Theses and Dissertations

Date of Award

2020

Document Type

Dissertation

Degree Name

Doctor of Psychology (PhD)

Department

College of Psychology

First Advisor

Jeffrey Kibler

Second Advisor

Travis Craddock

Third Advisor

Amarilis Acevedo

Fourth Advisor

Christian DeLucia

Keywords

gulf war illness, neurosciences, post-traumatic stress disorder, psychology, working memory

Abstract

Gulf War Illness (GWI) impacts 25 to 32 percent of those deployed in the 1991 Gulf War (White et al., 2016) and includes symptoms related to fatigue and mood/neurological disturbances. Therefore, it is difficult to ascertain the influence of trauma exposure and chemical exposure when investigating neuropsychological symptoms. This cross-sectional study utilized a group of veterans with and without GWI (n=61) to investigate: 1) the unique impact that GWI has on a survey measure of attention and memory or the Paced Auditory Serial Addition Test (PASAT). We also investigated how PTSD symptoms, followed by fatigue levels, improved the GWI model when predicting performance. Next, we analyzed the unique impact that GWI diagnosis, followed by pro-inflammatory interleukins, would have on reported levels of fatigue.

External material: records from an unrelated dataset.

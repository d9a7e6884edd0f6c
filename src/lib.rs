//! Update Downloader Library
//!
//! This library provides the download core of an update client: a
//! single-flight, cancelable download session that fetches a remote package
//! and reports progress, plus a preflight resolver that discovers the file
//! name a package will be saved under.
//!
//! # Architecture
//!
//! The library is organized into the following modules:
//! - [`config`] - Session configuration (timeouts, user agent, proxy)
//! - [`download`] - Download session, transport binding, events, resolver

// Clippy lints - strict for library code
#![deny(clippy::unwrap_used)]
#![deny(clippy::expect_used)]
#![warn(clippy::pedantic)]
#![allow(clippy::module_name_repetitions)]

pub mod config;
pub mod download;
mod user_agent;

#[cfg(test)]
pub(crate) mod test_support;

// Re-export commonly used types
pub use config::{ConfigError, SessionConfig};
pub use download::{
    BindingId, CompletionOutcome, Connector, CorrelationToken, DestinationResolver,
    DownloadDescriptor, DownloadEvent, DownloadSession, HttpConnector, ProgressSink,
    ProgressSnapshot, ResolvedDestination, SessionError, SessionState, TransferError,
    TransferEvents, TransferRequest, Transport, file_name_from_url,
};
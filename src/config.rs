//! Session configuration: HTTP timeouts, user agent, and proxy.
//!
//! Values default to the behavior an update client expects out of the box
//! (30s connect, 5min read, 30s preflight resolution). A JSON file may
//! override any subset of fields; missing fields keep their defaults.

use std::path::{Path, PathBuf};
use std::time::Duration;

use serde::{Deserialize, Serialize};
use thiserror::Error;
use url::Url;

use crate::download::constants::{
    CONNECT_TIMEOUT_SECS, READ_TIMEOUT_SECS, RESOLVE_TIMEOUT_SECS,
};

/// Accepted range for every timeout field, in seconds.
const TIMEOUT_RANGE_SECS: std::ops::RangeInclusive<u64> = 1..=3600;

/// Errors produced while loading or validating a [`SessionConfig`].
#[derive(Debug, Error)]
pub enum ConfigError {
    /// The config file could not be read.
    #[error("failed to read config file {path}: {source}")]
    Read {
        /// Path of the config file.
        path: PathBuf,
        /// The underlying IO error.
        #[source]
        source: std::io::Error,
    },

    /// The config file is not valid JSON or has unknown fields.
    #[error("failed to parse config: {source}")]
    Parse {
        /// The underlying deserialization error.
        #[source]
        source: serde_json::Error,
    },

    /// A timeout value is outside the accepted range.
    #[error("invalid config value for `{field}`: {value}. Expected range: 1..=3600")]
    InvalidTimeout {
        /// Name of the offending field.
        field: &'static str,
        /// The rejected value.
        value: u64,
    },

    /// The proxy value is not an absolute URL.
    #[error("invalid config value for `proxy`: {value}")]
    InvalidProxy {
        /// The rejected value.
        value: String,
    },
}

/// Configuration shared by download sessions and the destination resolver.
#[derive(Debug, Clone, PartialEq, Eq, Serialize, Deserialize)]
#[serde(default, deny_unknown_fields)]
pub struct SessionConfig {
    /// HTTP connect timeout for transfers and resolution, in seconds.
    pub connect_timeout_secs: u64,
    /// Longest idle gap between body reads during a transfer, in seconds.
    pub read_timeout_secs: u64,
    /// Upper bound on a preflight HEAD request, in seconds.
    pub resolve_timeout_secs: u64,
    /// Overrides the default User-Agent header.
    pub user_agent: Option<String>,
    /// Routes all traffic through this proxy URL.
    pub proxy: Option<String>,
}

impl Default for SessionConfig {
    fn default() -> Self {
        Self {
            connect_timeout_secs: CONNECT_TIMEOUT_SECS,
            read_timeout_secs: READ_TIMEOUT_SECS,
            resolve_timeout_secs: RESOLVE_TIMEOUT_SECS,
            user_agent: None,
            proxy: None,
        }
    }
}

impl SessionConfig {
    /// Loads and validates a config from a JSON file.
    ///
    /// # Errors
    ///
    /// Returns [`ConfigError`] if the file cannot be read, does not parse,
    /// or holds out-of-range values.
    pub fn load(path: &Path) -> Result<Self, ConfigError> {
        let raw = std::fs::read_to_string(path).map_err(|source| ConfigError::Read {
            path: path.to_path_buf(),
            source,
        })?;
        Self::from_json_str(&raw)
    }

    /// Parses and validates a config from a JSON string.
    ///
    /// # Errors
    ///
    /// Returns [`ConfigError::Parse`] on malformed input, or a validation
    /// error from [`validate`](Self::validate).
    pub fn from_json_str(raw: &str) -> Result<Self, ConfigError> {
        let config: Self =
            serde_json::from_str(raw).map_err(|source| ConfigError::Parse { source })?;
        config.validate()?;
        Ok(config)
    }

    /// Checks timeouts and proxy against runtime constraints.
    ///
    /// # Errors
    ///
    /// Returns the first invalid field found.
    pub fn validate(&self) -> Result<(), ConfigError> {
        validate_timeout_secs("connect_timeout_secs", self.connect_timeout_secs)?;
        validate_timeout_secs("read_timeout_secs", self.read_timeout_secs)?;
        validate_timeout_secs("resolve_timeout_secs", self.resolve_timeout_secs)?;
        if let Some(proxy) = &self.proxy
            && Url::parse(proxy).is_err()
        {
            return Err(ConfigError::InvalidProxy {
                value: proxy.clone(),
            });
        }
        Ok(())
    }

    /// Connect timeout as a [`Duration`].
    #[must_use]
    pub fn connect_timeout(&self) -> Duration {
        Duration::from_secs(self.connect_timeout_secs)
    }

    /// Transfer timeout as a [`Duration`].
    #[must_use]
    pub fn read_timeout(&self) -> Duration {
        Duration::from_secs(self.read_timeout_secs)
    }

    /// Resolution timeout as a [`Duration`].
    #[must_use]
    pub fn resolve_timeout(&self) -> Duration {
        Duration::from_secs(self.resolve_timeout_secs)
    }
}

fn validate_timeout_secs(field: &'static str, value: u64) -> Result<(), ConfigError> {
    if TIMEOUT_RANGE_SECS.contains(&value) {
        Ok(())
    } else {
        Err(ConfigError::InvalidTimeout { field, value })
    }
}

#[cfg(test)]
#[allow(clippy::unwrap_used)]
mod tests {
    use super::*;

    #[test]
    fn test_default_config_matches_constants() {
        let config = SessionConfig::default();
        assert_eq!(config.connect_timeout_secs, 30);
        assert_eq!(config.read_timeout_secs, 300);
        assert_eq!(config.resolve_timeout_secs, 30);
        assert!(config.user_agent.is_none());
        assert!(config.proxy.is_none());
        assert!(config.validate().is_ok());
    }

    #[test]
    fn test_partial_json_keeps_defaults() {
        let config = SessionConfig::from_json_str(r#"{ "resolve_timeout_secs": 5 }"#).unwrap();
        assert_eq!(config.resolve_timeout(), Duration::from_secs(5));
        assert_eq!(config.read_timeout_secs, 300);
    }

    #[test]
    fn test_unknown_field_is_rejected() {
        let result = SessionConfig::from_json_str(r#"{ "concurrency": 4 }"#);
        assert!(matches!(result, Err(ConfigError::Parse { .. })));
    }

    #[test]
    fn test_zero_timeout_is_rejected() {
        let result = SessionConfig::from_json_str(r#"{ "connect_timeout_secs": 0 }"#);
        match result {
            Err(ConfigError::InvalidTimeout { field, value }) => {
                assert_eq!(field, "connect_timeout_secs");
                assert_eq!(value, 0);
            }
            other => panic!("expected InvalidTimeout, got {other:?}"),
        }
    }

    #[test]
    fn test_invalid_proxy_is_rejected() {
        let config = SessionConfig {
            proxy: Some("not a url".to_string()),
            ..SessionConfig::default()
        };
        let msg = config.validate().unwrap_err().to_string();
        assert!(msg.contains("proxy"), "Expected field name in: {msg}");
    }

    #[test]
    fn test_load_reads_file() {
        let dir = tempfile::TempDir::new().unwrap();
        let path = dir.path().join("config.json");
        std::fs::write(&path, r#"{ "user_agent": "custom/1.0" }"#).unwrap();

        let config = SessionConfig::load(&path).unwrap();
        assert_eq!(config.user_agent.as_deref(), Some("custom/1.0"));
    }

    #[test]
    fn test_load_missing_file_reports_path() {
        let result = SessionConfig::load(Path::new("/nonexistent/update-downloader.json"));
        let msg = result.unwrap_err().to_string();
        assert!(
            msg.contains("/nonexistent/update-downloader.json"),
            "Expected path in: {msg}"
        );
    }
}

Although there was not a statistically significant relationship between GWI and the PASAT scores, there was an emerging trend showing GWI as a meaningful effect. The secondary analyses investigating the influence of interleukins on measures of fatigue also only showed GWI diagnosis as significant predictor. Post-hoc analyses were conducted that included pro-inflammatory (INFy and TNFa) cytokines in another model of GWI. Therefore, a model with the incremental addition of GWI, proinflammatory markers, and PTSD symptoms was tested for its ability to predict worse performance on the PASAT. Results indicated that pro-inflammatory markers were significant across virtually all trials of the PASAT, over and above GWI and PTSD symptom levels. More investigation investigating the linkage between these processes and cytokines are therefore necessary to elucidate these patterns.